## Required work
Extract from the listing each line in which the word "Mutex" appears.

..........

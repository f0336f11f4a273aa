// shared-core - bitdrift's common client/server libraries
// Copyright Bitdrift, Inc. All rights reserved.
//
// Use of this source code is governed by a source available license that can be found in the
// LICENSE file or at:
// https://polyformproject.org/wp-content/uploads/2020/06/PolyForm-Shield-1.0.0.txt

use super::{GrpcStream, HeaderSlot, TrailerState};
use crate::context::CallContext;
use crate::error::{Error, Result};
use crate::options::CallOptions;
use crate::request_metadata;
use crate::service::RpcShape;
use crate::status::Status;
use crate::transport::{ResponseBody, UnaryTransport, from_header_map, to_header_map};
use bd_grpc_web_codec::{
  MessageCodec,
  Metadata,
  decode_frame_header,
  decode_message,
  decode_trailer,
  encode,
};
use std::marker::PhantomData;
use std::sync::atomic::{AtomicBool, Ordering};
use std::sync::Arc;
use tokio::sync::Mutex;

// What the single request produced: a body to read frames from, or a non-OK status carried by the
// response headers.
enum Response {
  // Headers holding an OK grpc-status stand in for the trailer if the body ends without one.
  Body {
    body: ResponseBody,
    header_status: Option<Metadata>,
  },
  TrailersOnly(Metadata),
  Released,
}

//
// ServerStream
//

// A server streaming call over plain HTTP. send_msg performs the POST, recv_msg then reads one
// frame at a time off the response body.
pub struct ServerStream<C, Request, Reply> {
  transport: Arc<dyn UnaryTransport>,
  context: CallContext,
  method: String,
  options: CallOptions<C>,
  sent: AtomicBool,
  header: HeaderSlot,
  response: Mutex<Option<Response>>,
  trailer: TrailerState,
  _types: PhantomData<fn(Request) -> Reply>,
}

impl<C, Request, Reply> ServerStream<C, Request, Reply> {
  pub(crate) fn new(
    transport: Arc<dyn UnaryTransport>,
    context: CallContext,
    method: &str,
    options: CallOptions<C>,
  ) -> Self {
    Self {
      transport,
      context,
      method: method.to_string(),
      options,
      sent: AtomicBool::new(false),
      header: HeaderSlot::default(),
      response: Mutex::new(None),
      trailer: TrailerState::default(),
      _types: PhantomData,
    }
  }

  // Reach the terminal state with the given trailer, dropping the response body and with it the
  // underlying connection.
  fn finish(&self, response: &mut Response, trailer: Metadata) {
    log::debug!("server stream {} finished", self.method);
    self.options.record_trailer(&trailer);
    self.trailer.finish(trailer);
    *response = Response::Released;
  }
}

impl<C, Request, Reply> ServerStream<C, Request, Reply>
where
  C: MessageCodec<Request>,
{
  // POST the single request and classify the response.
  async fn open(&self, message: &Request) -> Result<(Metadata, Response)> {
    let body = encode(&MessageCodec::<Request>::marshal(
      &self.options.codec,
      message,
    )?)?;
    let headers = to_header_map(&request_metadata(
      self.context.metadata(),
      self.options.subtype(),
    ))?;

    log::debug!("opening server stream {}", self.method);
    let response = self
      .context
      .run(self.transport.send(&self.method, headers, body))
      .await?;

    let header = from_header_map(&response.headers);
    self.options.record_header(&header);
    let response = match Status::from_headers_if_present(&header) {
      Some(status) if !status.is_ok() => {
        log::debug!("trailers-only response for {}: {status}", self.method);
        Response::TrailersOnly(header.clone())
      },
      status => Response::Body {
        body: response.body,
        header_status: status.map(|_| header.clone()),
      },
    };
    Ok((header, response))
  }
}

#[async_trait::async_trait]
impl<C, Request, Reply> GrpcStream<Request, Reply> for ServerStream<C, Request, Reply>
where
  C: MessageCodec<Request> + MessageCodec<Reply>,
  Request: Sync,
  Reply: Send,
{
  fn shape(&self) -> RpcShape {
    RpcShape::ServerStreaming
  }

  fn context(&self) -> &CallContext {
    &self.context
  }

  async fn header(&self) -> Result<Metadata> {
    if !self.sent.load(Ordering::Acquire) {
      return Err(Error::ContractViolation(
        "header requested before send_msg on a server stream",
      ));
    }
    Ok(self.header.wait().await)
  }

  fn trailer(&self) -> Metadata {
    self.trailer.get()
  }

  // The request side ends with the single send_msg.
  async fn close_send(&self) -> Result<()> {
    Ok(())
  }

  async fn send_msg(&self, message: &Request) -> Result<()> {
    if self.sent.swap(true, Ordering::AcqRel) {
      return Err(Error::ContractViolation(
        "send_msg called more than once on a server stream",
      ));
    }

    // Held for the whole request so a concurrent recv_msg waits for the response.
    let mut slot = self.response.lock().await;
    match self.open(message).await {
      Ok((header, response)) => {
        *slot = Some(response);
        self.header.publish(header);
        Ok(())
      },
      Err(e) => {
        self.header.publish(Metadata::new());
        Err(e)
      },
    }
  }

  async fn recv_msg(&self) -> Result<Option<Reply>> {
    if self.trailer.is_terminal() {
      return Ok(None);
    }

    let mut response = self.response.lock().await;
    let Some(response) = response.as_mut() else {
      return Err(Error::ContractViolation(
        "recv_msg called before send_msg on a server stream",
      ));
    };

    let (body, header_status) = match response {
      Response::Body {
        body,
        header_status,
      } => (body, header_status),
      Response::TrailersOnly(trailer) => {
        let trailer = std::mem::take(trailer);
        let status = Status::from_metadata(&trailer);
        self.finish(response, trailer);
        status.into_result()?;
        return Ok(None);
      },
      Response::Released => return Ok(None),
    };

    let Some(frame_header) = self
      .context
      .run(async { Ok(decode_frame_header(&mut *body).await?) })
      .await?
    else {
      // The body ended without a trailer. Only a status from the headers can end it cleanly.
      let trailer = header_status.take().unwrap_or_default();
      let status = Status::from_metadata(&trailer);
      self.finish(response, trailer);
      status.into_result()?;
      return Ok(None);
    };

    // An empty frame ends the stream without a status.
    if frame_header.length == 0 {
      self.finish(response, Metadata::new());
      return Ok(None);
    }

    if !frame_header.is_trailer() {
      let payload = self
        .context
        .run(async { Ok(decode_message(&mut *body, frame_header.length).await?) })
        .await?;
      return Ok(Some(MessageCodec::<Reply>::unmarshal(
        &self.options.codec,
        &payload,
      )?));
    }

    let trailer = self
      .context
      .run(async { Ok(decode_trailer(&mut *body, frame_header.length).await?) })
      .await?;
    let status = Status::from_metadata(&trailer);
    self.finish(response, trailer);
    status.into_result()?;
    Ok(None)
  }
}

..........

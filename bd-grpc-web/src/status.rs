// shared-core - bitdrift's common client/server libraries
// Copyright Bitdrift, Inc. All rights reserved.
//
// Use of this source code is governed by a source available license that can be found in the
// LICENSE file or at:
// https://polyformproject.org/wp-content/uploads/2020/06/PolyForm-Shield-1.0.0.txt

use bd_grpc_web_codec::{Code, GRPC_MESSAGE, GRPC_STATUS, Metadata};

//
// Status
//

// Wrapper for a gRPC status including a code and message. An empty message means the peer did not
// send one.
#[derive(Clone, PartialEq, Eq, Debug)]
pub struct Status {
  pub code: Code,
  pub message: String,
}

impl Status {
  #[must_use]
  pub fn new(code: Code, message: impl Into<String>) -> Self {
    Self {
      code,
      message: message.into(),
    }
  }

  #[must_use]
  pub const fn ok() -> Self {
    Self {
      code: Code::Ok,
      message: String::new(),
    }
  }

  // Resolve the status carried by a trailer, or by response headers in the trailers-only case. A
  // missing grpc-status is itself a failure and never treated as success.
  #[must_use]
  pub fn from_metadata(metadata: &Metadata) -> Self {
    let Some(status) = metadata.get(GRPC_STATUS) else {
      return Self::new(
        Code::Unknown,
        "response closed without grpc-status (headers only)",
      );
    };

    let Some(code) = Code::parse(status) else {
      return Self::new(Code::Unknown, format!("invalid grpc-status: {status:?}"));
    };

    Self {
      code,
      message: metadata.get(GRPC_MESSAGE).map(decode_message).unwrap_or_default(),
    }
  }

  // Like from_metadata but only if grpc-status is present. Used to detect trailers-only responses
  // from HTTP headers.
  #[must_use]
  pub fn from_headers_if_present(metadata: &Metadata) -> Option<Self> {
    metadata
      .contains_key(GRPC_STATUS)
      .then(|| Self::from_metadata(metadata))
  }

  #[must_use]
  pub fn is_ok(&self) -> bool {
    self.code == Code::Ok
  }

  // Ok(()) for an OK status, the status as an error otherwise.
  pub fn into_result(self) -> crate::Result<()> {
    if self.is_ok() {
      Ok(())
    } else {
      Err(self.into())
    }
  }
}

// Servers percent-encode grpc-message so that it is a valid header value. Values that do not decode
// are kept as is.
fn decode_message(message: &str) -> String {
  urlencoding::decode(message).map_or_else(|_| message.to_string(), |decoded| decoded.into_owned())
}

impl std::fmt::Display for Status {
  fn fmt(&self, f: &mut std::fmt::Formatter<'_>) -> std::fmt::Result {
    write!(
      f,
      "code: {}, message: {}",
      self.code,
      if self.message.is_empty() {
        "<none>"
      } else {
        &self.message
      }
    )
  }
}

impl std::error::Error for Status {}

..........

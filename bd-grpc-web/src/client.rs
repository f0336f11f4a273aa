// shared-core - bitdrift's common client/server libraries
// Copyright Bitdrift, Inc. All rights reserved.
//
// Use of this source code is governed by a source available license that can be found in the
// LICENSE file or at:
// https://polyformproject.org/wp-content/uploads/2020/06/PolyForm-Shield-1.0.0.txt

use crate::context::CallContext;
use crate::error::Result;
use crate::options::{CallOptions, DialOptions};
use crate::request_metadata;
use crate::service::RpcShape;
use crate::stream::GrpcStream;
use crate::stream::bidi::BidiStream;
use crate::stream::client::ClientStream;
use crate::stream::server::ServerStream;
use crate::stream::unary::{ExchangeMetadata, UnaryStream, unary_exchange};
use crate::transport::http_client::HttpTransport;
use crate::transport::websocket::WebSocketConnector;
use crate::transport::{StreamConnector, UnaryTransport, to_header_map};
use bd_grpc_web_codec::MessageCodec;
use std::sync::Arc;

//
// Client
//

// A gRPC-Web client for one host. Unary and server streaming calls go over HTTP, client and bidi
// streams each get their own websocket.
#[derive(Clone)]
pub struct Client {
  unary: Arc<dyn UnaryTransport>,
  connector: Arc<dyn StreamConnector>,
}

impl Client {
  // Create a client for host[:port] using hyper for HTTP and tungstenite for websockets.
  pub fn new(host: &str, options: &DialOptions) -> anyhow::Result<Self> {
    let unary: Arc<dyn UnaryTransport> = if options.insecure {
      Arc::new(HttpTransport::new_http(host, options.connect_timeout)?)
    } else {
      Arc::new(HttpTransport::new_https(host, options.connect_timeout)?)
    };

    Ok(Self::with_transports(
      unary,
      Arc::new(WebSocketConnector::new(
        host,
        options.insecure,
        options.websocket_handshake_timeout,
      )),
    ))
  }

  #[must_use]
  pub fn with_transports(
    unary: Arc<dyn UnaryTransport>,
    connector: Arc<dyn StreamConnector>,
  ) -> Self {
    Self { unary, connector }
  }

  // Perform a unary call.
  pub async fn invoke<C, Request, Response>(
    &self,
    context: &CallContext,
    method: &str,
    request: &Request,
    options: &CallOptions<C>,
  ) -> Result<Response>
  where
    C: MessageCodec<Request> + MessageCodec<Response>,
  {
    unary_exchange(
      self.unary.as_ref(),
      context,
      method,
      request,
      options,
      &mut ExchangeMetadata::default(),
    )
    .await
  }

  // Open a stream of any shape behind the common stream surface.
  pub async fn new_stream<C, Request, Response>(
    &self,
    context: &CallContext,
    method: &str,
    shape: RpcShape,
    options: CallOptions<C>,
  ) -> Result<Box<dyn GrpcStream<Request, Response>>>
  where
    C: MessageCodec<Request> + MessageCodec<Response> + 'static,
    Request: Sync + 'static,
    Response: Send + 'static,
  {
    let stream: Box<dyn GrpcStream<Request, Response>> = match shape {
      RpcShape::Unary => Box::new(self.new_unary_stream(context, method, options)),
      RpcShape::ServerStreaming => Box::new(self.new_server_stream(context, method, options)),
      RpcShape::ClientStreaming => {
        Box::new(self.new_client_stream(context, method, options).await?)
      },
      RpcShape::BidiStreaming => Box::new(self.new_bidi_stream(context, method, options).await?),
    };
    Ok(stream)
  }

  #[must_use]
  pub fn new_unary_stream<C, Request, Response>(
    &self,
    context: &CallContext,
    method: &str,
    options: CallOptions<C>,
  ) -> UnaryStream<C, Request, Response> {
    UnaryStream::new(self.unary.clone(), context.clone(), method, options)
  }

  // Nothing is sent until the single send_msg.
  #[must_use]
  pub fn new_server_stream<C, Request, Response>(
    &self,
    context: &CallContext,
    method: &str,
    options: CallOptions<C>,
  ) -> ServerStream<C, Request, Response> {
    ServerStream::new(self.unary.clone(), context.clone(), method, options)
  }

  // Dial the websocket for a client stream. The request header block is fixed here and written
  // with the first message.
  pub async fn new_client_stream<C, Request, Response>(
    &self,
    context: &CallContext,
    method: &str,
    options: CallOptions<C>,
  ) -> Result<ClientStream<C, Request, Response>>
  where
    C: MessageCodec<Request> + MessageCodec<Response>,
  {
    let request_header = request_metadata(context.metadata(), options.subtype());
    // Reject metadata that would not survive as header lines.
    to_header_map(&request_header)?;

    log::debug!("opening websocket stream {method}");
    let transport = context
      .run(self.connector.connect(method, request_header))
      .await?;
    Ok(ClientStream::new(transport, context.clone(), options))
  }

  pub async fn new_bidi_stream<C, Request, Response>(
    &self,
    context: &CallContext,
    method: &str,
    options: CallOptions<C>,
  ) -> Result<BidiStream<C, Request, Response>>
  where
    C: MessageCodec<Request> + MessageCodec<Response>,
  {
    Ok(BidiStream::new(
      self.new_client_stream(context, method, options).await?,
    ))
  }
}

..........

## Response area
use tokio::sync::Mutex;
  response: Mutex<Option<Response>>,
      response: Mutex::new(None),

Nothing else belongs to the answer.